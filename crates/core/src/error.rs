// Error kinds surfaced at the tool-call boundary

use crate::types::CalendarType;

/// Result type for calendar operations.
pub type LitcalResult<T> = Result<T, LitcalError>;

/// Everything that can go wrong while serving a tool call.
///
/// None of these are fatal to the server: each one is rendered as an error
/// block and handed back to the agent as the tool output.
#[derive(Debug, Clone, PartialEq, Eq, thiserror::Error)]
pub enum LitcalError {
    /// A tool argument failed validation.
    #[error("invalid parameter `{name}`: {reason}")]
    InvalidParameter { name: String, reason: String },

    /// The nation or diocese is not in the upstream listing.
    #[error("{kind} calendar not found for: {id}")]
    UnknownCalendar {
        kind: CalendarType,
        id: String,
        available: Vec<String>,
    },

    /// The upstream request exceeded the configured timeout.
    #[error("upstream request timed out")]
    UpstreamTimeout,

    /// The upstream API could not be reached.
    #[error("could not reach the upstream API: {0}")]
    UpstreamConnection(String),

    /// The upstream API answered with a non-success status.
    #[error("upstream API returned HTTP {status}: {message}")]
    UpstreamHttp { status: u16, message: String },

    /// The upstream payload was not the JSON we expected.
    #[error("malformed upstream response: {0}")]
    MalformedUpstreamResponse(String),

    /// The requested day has no celebration in the calendar.
    #[error("no liturgical celebrations found for {date}")]
    NoCelebrations { date: String },

    /// Client construction or other local failure.
    #[error("internal error: {0}")]
    Internal(String),
}

impl LitcalError {
    pub fn invalid_parameter(name: impl Into<String>, reason: impl Into<String>) -> Self {
        Self::InvalidParameter {
            name: name.into(),
            reason: reason.into(),
        }
    }

    /// Stable name of the error kind, shown in error blocks.
    pub fn kind(&self) -> &'static str {
        match self {
            Self::InvalidParameter { .. } => "InvalidParameter",
            Self::UnknownCalendar { .. } => "UnknownCalendar",
            Self::UpstreamTimeout => "UpstreamTimeout",
            Self::UpstreamConnection(_) => "UpstreamConnectionError",
            Self::UpstreamHttp { .. } => "UpstreamHTTPError",
            Self::MalformedUpstreamResponse(_) => "MalformedUpstreamResponse",
            Self::NoCelebrations { .. } => "NoCelebrations",
            Self::Internal(_) => "Internal",
        }
    }
}
//! Error types for the Litcal SDK.

use litcal_core::LitcalError;
use serde::Deserialize;

/// Result type for SDK operations.
pub type ApiResult<T> = Result<T, ApiError>;

/// Longest response body kept in an error message.
const MAX_MESSAGE_LEN: usize = 500;

/// Error types that can occur when calling the API.
#[derive(Debug, thiserror::Error)]
pub enum ApiError {
    /// The request did not complete within the configured timeout.
    #[error("Request timed out")]
    Timeout,

    /// DNS, TLS or socket failure before a response arrived.
    #[error("Connection error: {0}")]
    Connection(String),

    /// API returned a non-success status.
    #[error("API error (status {status}): {message}")]
    Http { status: u16, message: String },

    /// The body was not JSON of the expected shape.
    #[error("Malformed response: {0}")]
    Malformed(String),

    /// Invalid configuration.
    #[error("Configuration error: {0}")]
    Config(String),

    /// URL parsing error.
    #[error("Invalid URL: {0}")]
    InvalidUrl(#[from] url::ParseError),
}

impl ApiError {
    /// Create an HTTP error from a status code and response body.
    pub fn from_response(status: u16, body: &str) -> Self {
        let message = serde_json::from_str::<ErrorResponse>(body)
            .ok()
            .and_then(ErrorResponse::into_message)
            .unwrap_or_else(|| body.trim().to_string());

        Self::Http {
            status,
            message: truncate(message),
        }
    }
}

impl From<reqwest::Error> for ApiError {
    fn from(err: reqwest::Error) -> Self {
        if err.is_timeout() {
            Self::Timeout
        } else if err.is_decode() {
            Self::Malformed(err.to_string())
        } else if err.is_builder() {
            Self::Config(err.to_string())
        } else {
            Self::Connection(err.to_string())
        }
    }
}

impl From<ApiError> for LitcalError {
    fn from(err: ApiError) -> Self {
        match err {
            ApiError::Timeout => Self::UpstreamTimeout,
            ApiError::Connection(message) => Self::UpstreamConnection(message),
            ApiError::Http { status, message } => Self::UpstreamHttp { status, message },
            ApiError::Malformed(message) => Self::MalformedUpstreamResponse(message),
            ApiError::Config(message) => Self::Internal(message),
            ApiError::InvalidUrl(e) => Self::Internal(e.to_string()),
        }
    }
}

/// Error body of the API, when it sends one.
#[derive(Debug, Deserialize)]
struct ErrorResponse {
    #[serde(default)]
    description: Option<String>,
    #[serde(default)]
    error: Option<String>,
    #[serde(default)]
    response: Option<String>,
}

impl ErrorResponse {
    fn into_message(self) -> Option<String> {
        self.description
            .or(self.error)
            .or(self.response)
            .filter(|m| !m.is_empty())
    }
}

fn truncate(mut message: String) -> String {
    if message.len() > MAX_MESSAGE_LEN {
        let mut end = MAX_MESSAGE_LEN;
        while !message.is_char_boundary(end) {
            end -= 1;
        }
        message.truncate(end);
        message.push('…');
    }
    message
}

#[cfg(test)]
mod tests {
    use super::*;

    #[test]
    fn test_from_response_json_body() {
        let err = ApiError::from_response(
            404,
            r#"{"status":"ERROR","response":"Not Found","description":"no such diocese"}"#,
        );
        match err {
            ApiError::Http { status, message } => {
                assert_eq!(status, 404);
                assert_eq!(message, "no such diocese");
            }
            other => panic!("Expected Http error, got {:?}", other),
        }
    }

    #[test]
    fn test_from_response_plain_body() {
        let err = ApiError::from_response(502, "  Bad Gateway\n");
        assert_eq!(err.to_string(), "API error (status 502): Bad Gateway");
    }

    #[test]
    fn test_long_body_is_truncated() {
        let err = ApiError::from_response(500, &"é".repeat(600));
        match err {
            ApiError::Http { message, .. } => {
                assert!(message.len() <= MAX_MESSAGE_LEN + '…'.len_utf8());
                assert!(message.ends_with('…'));
            }
            other => panic!("Expected Http error, got {:?}", other),
        }
    }

    #[test]
    fn test_into_litcal_error() {
        assert_eq!(LitcalError::from(ApiError::Timeout), LitcalError::UpstreamTimeout);
        assert_eq!(
            LitcalError::from(ApiError::Http {
                status: 503,
                message: "down".to_string()
            }),
            LitcalError::UpstreamHttp {
                status: 503,
                message: "down".to_string()
            }
        );
        assert_eq!(
            LitcalError::from(ApiError::Malformed("eof".to_string())).kind(),
            "MalformedUpstreamResponse"
        );
        assert_eq!(
            LitcalError::from(ApiError::Connection("refused".to_string())).kind(),
            "UpstreamConnectionError"
        );
    }
}
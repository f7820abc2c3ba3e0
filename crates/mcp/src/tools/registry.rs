// MCP tool trait, registry and schema helpers

use crate::protocol::{CallToolResult, ToolSchema};
use anyhow::Result;
use std::sync::Arc;

/// Tool executor trait
#[async_trait::async_trait]
pub trait Tool: Send + Sync {
    /// Get the tool schema for MCP
    fn schema(&self) -> ToolSchema;

    /// Execute the tool with given arguments.
    ///
    /// Domain failures come back as an `Ok` result with `isError` set;
    /// `Err` is reserved for failures of the tool machinery itself.
    async fn execute(&self, arguments: serde_json::Value) -> Result<CallToolResult>;
}

/// Tool registry, listed in registration order
pub struct ToolRegistry {
    tools: Vec<(String, Arc<dyn Tool>)>,
}

impl ToolRegistry {
    pub fn new() -> Self {
        Self { tools: Vec::new() }
    }

    /// Register a tool. A tool with the same name replaces the earlier one in place.
    pub fn register(&mut self, tool: Arc<dyn Tool>) {
        let name = tool.schema().name;
        match self.tools.iter_mut().find(|(existing, _)| *existing == name) {
            Some(slot) => slot.1 = tool,
            None => self.tools.push((name, tool)),
        }
    }

    /// Get a tool by name
    pub fn get(&self, name: &str) -> Option<Arc<dyn Tool>> {
        self.tools
            .iter()
            .find(|(existing, _)| existing == name)
            .map(|(_, tool)| tool.clone())
    }

    /// List all tool schemas
    pub fn list_schemas(&self) -> Vec<ToolSchema> {
        self.tools.iter().map(|(_, t)| t.schema()).collect()
    }

    /// Check if a tool exists
    pub fn contains(&self, name: &str) -> bool {
        self.tools.iter().any(|(existing, _)| existing == name)
    }

    pub fn len(&self) -> usize {
        self.tools.len()
    }

    pub fn is_empty(&self) -> bool {
        self.tools.is_empty()
    }
}

impl Default for ToolRegistry {
    fn default() -> Self {
        Self::new()
    }
}

// Helper functions for creating tool schemas

pub fn json_schema_object(properties: serde_json::Value, required: Vec<&str>) -> serde_json::Value {
    serde_json::json!({
        "type": "object",
        "properties": properties,
        "required": required
    })
}

pub fn json_schema_string(description: &str) -> serde_json::Value {
    serde_json::json!({
        "type": "string",
        "description": description
    })
}

pub fn json_schema_enum(values: &[&str], description: &str) -> serde_json::Value {
    serde_json::json!({
        "type": "string",
        "enum": values,
        "description": description
    })
}

/// Integer that may also be given as a string of digits.
pub fn json_schema_year(description: &str) -> serde_json::Value {
    serde_json::json!({
        "type": ["integer", "string"],
        "description": description
    })
}

pub fn json_schema_boolean(description: &str) -> serde_json::Value {
    serde_json::json!({
        "type": "boolean",
        "description": description
    })
}

#[cfg(test)]
mod tests {
    use super::*;

    struct NamedTool(&'static str, &'static str);

    #[async_trait::async_trait]
    impl Tool for NamedTool {
        fn schema(&self) -> ToolSchema {
            ToolSchema {
                name: self.0.to_string(),
                description: self.1.to_string(),
                input_schema: json_schema_object(serde_json::json!({}), vec![]),
            }
        }

        async fn execute(&self, _arguments: serde_json::Value) -> Result<CallToolResult> {
            Ok(CallToolResult::text(self.1))
        }
    }

    #[test]
    fn test_registration_order_is_kept() {
        let mut registry = ToolRegistry::new();
        for name in ["zeta", "alpha", "mid"] {
            registry.register(Arc::new(NamedTool(name, "")));
        }

        let names: Vec<String> = registry.list_schemas().into_iter().map(|s| s.name).collect();
        assert_eq!(names, vec!["zeta", "alpha", "mid"]);
    }

    #[tokio::test]
    async fn test_reregistration_replaces_in_place() {
        let mut registry = ToolRegistry::new();
        registry.register(Arc::new(NamedTool("a", "first")));
        registry.register(Arc::new(NamedTool("b", "")));
        registry.register(Arc::new(NamedTool("a", "second")));

        assert_eq!(registry.len(), 2);
        assert!(registry.contains("a"));
        assert!(!registry.contains("c"));

        let result = registry.get("a").unwrap().execute(serde_json::json!({})).await.unwrap();
        assert_eq!(result.joined_text(), "second");
    }

    #[test]
    fn test_schema_helpers() {
        let schema = json_schema_object(
            serde_json::json!({"nation": json_schema_string("Nation code")}),
            vec!["nation"],
        );
        assert_eq!(schema["type"], "object");
        assert_eq!(schema["required"][0], "nation");
        assert_eq!(json_schema_year("Year")["type"][1], "string");
        assert_eq!(json_schema_enum(&["a", "b"], "")["enum"][1], "b");
    }
}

▸ **Instructions to follow**:
For the string "derive", count every line of the material where it appears and state only the count.

▸ **Answer space**:
3